EXERCISE DESCRIPTION:
Copy out all the entries shown below, exactly as they appear.

-*-

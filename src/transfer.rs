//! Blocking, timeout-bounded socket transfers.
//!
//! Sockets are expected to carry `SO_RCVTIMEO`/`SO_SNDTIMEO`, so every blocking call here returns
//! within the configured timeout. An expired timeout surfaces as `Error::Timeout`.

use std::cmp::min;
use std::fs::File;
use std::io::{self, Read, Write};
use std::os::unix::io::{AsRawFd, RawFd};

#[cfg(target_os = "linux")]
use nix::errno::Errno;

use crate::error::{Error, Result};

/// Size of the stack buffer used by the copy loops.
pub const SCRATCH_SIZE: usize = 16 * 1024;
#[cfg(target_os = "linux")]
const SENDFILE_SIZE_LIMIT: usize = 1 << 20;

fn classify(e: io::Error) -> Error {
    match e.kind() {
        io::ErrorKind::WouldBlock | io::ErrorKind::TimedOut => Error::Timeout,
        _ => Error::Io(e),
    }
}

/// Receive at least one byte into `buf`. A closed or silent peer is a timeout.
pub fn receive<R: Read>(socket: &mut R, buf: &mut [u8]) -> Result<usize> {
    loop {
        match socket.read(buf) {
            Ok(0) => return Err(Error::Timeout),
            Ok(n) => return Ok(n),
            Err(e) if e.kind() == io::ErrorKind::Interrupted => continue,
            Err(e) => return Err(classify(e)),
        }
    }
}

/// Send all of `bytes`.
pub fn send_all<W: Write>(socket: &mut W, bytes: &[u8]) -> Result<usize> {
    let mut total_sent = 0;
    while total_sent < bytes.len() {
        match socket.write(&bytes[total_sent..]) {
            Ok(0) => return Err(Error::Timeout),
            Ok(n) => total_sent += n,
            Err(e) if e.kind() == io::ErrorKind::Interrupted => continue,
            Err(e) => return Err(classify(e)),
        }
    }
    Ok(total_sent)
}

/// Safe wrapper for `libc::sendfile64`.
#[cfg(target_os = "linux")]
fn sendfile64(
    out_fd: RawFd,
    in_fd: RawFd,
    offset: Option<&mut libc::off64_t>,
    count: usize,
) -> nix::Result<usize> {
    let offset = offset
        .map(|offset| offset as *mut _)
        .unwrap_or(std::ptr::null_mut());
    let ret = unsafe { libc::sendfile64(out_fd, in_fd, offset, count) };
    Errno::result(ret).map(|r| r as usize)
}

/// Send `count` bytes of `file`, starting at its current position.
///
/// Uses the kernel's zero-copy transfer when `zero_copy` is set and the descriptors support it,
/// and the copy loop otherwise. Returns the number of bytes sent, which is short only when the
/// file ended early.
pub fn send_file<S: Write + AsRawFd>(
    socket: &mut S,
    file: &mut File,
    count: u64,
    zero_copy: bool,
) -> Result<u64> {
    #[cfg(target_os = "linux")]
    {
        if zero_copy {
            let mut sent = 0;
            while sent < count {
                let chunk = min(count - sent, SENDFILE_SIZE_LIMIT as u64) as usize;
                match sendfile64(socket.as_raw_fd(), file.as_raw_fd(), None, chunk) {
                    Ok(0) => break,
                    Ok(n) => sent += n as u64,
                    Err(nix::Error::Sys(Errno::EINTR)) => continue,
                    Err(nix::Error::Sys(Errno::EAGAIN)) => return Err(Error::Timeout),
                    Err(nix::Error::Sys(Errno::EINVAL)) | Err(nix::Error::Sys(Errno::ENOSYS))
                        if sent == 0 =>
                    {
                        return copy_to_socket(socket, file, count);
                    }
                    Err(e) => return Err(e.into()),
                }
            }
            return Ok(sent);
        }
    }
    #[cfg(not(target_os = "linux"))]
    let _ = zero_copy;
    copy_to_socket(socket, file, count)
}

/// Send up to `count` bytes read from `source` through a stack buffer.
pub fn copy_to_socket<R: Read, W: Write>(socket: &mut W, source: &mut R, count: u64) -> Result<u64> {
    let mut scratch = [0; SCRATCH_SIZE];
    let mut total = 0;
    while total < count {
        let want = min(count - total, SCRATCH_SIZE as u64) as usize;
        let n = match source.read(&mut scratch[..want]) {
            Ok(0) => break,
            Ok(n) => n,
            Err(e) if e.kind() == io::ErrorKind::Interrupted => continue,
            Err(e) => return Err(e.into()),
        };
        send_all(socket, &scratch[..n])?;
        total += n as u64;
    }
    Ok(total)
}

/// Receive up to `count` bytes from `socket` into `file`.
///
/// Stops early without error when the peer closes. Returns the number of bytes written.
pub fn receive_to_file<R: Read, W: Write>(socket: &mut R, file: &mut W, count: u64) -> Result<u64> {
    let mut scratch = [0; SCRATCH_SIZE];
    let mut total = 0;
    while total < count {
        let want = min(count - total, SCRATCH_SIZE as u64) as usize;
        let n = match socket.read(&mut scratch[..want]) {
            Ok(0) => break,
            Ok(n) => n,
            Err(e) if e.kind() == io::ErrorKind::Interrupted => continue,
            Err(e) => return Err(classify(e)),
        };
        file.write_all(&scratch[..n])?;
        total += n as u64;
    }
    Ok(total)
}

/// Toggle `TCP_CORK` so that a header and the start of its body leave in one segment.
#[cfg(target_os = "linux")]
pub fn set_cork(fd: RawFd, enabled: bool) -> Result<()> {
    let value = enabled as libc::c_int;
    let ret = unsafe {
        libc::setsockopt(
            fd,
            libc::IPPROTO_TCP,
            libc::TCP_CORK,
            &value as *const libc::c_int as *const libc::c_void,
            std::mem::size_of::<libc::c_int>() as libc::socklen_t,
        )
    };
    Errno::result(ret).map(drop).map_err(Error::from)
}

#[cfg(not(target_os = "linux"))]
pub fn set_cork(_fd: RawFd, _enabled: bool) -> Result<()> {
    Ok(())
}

-*-

SOLUTION TO THIS TASK:
filename src/transfer.rs
//! Blocking, timeout-bounded socket transfers.
//!
//! Sockets are expected to carry `SO_RCVTIMEO`/`SO_SNDTIMEO`, so every blocking call here returns
//! within the configured timeout. An expired timeout surfaces as `Error::Timeout`.

use std::cmp::min;
use std::fs::File;
use std::io::{self, Read, Write};
use std::os::unix::io::{AsRawFd, RawFd};

#[cfg(target_os = "linux")]
use nix::errno::Errno;

use crate::error::{Error, Result};

/// Size of the stack buffer used by the copy loops.
pub const SCRATCH_SIZE: usize = 16 * 1024;
#[cfg(target_os = "linux")]
const SENDFILE_SIZE_LIMIT: usize = 1 << 20;

fn classify(e: io::Error) -> Error {
    match e.kind() {
        io::ErrorKind::WouldBlock | io::ErrorKind::TimedOut => Error::Timeout,
        _ => Error::Io(e),
    }
}

/// Receive at least one byte into `buf`. A closed or silent peer is a timeout.
pub fn receive<R: Read>(socket: &mut R, buf: &mut [u8]) -> Result<usize> {
    loop {
        match socket.read(buf) {
            Ok(0) => return Err(Error::Timeout),
            Ok(n) => return Ok(n),
            Err(e) if e.kind() == io::ErrorKind::Interrupted => continue,
            Err(e) => return Err(classify(e)),
        }
    }
}

/// Send all of `bytes`.
pub fn send_all<W: Write>(socket: &mut W, bytes: &[u8]) -> Result<usize> {
    let mut total_sent = 0;
    while total_sent < bytes.len() {
        match socket.write(&bytes[total_sent..]) {
            Ok(0) => return Err(Error::Timeout),
            Ok(n) => total_sent += n,
            Err(e) if e.kind() == io::ErrorKind::Interrupted => continue,
            Err(e) => return Err(classify(e)),
        }
    }
    Ok(total_sent)
}

/// Safe wrapper for `libc::sendfile64`.
#[cfg(target_os = "linux")]
fn sendfile64(
    out_fd: RawFd,
    in_fd: RawFd,
    offset: Option<&mut libc::off64_t>,
    count: usize,
) -> nix::Result<usize> {
    let offset = offset
        .map(|offset| offset as *mut _)
        .unwrap_or(std::ptr::null_mut());
    let ret = unsafe { libc::sendfile64(out_fd, in_fd, offset, count) };
    Errno::result(ret).map(|r| r as usize)
}

/// Send `count` bytes of `file`, starting at its current position.
///
/// Uses the kernel's zero-copy transfer when `zero_copy` is set and the descriptors support it,
/// and the copy loop otherwise. Returns the number of bytes sent, which is short only when the
/// file ended early.
pub fn send_file<S: Write + AsRawFd>(
    socket: &mut S,
    file: &mut File,
    count: u64,
    zero_copy: bool,
) -> Result<u64> {
    #[cfg(target_os = "linux")]
    {
        if zero_copy {
            let mut sent = 0;
            while sent < count {
                let chunk = min(count - sent, SENDFILE_SIZE_LIMIT as u64) as usize;
                match sendfile64(socket.as_raw_fd(), file.as_raw_fd(), None, chunk) {
                    Ok(0) => break,
                    Ok(n) => sent += n as u64,
                    Err(nix::Error::Sys(Errno::EINTR)) => continue,
                    Err(nix::Error::Sys(Errno::EAGAIN)) => return Err(Error::Timeout),
                    Err(nix::Error::Sys(Errno::EINVAL)) | Err(nix::Error::Sys(Errno::ENOSYS))
                        if sent == 0 =>
                    {
                        return copy_to_socket(socket, file, count);
                    }
                    Err(e) => return Err(e.into()),
                }
            }
            return Ok(sent);
        }
    }
    #[cfg(not(target_os = "linux"))]
    let _ = zero_copy;
    copy_to_socket(socket, file, count)
}

/// Send up to `count` bytes read from `source` through a stack buffer.
pub fn copy_to_socket<R: Read, W: Write>(socket: &mut W, source: &mut R, count: u64) -> Result<u64> {
    let mut scratch = [0; SCRATCH_SIZE];
    let mut total = 0;
    while total < count {
        let want = min(count - total, SCRATCH_SIZE as u64) as usize;
        let n = match source.read(&mut scratch[..want]) {
            Ok(0) => break,
            Ok(n) => n,
            Err(e) if e.kind() == io::ErrorKind::Interrupted => continue,
            Err(e) => return Err(e.into()),
        };
        send_all(socket, &scratch[..n])?;
        total += n as u64;
    }
    Ok(total)
}

/// Receive up to `count` bytes from `socket` into `file`.
///
/// Stops early without error when the peer closes. Returns the number of bytes written.
pub fn receive_to_file<R: Read, W: Write>(socket: &mut R, file: &mut W, count: u64) -> Result<u64> {
    let mut scratch = [0; SCRATCH_SIZE];
    let mut total = 0;
    while total < count {
        let want = min(count - total, SCRATCH_SIZE as u64) as usize;
        let n = match socket.read(&mut scratch[..want]) {
            Ok(0) => break,
            Ok(n) => n,
            Err(e) if e.kind() == io::ErrorKind::Interrupted => continue,
            Err(e) => return Err(classify(e)),
        };
        file.write_all(&scratch[..n])?;
        total += n as u64;
    }
    Ok(total)
}

/// Toggle `TCP_CORK` so that a header and the start of its body leave in one segment.
#[cfg(target_os = "linux")]
pub fn set_cork(fd: RawFd, enabled: bool) -> Result<()> {
    let value = enabled as libc::c_int;
    let ret = unsafe {
        libc::setsockopt(
            fd,
            libc::IPPROTO_TCP,
            libc::TCP_CORK,
            &value as *const libc::c_int as *const libc::c_void,
            std::mem::size_of::<libc::c_int>() as libc::socklen_t,
        )
    };
    Errno::result(ret).map(drop).map_err(Error::from)
}

#[cfg(not(target_os = "linux"))]
pub fn set_cork(_fd: RawFd, _enabled: bool) -> Result<()> {
    Ok(())
}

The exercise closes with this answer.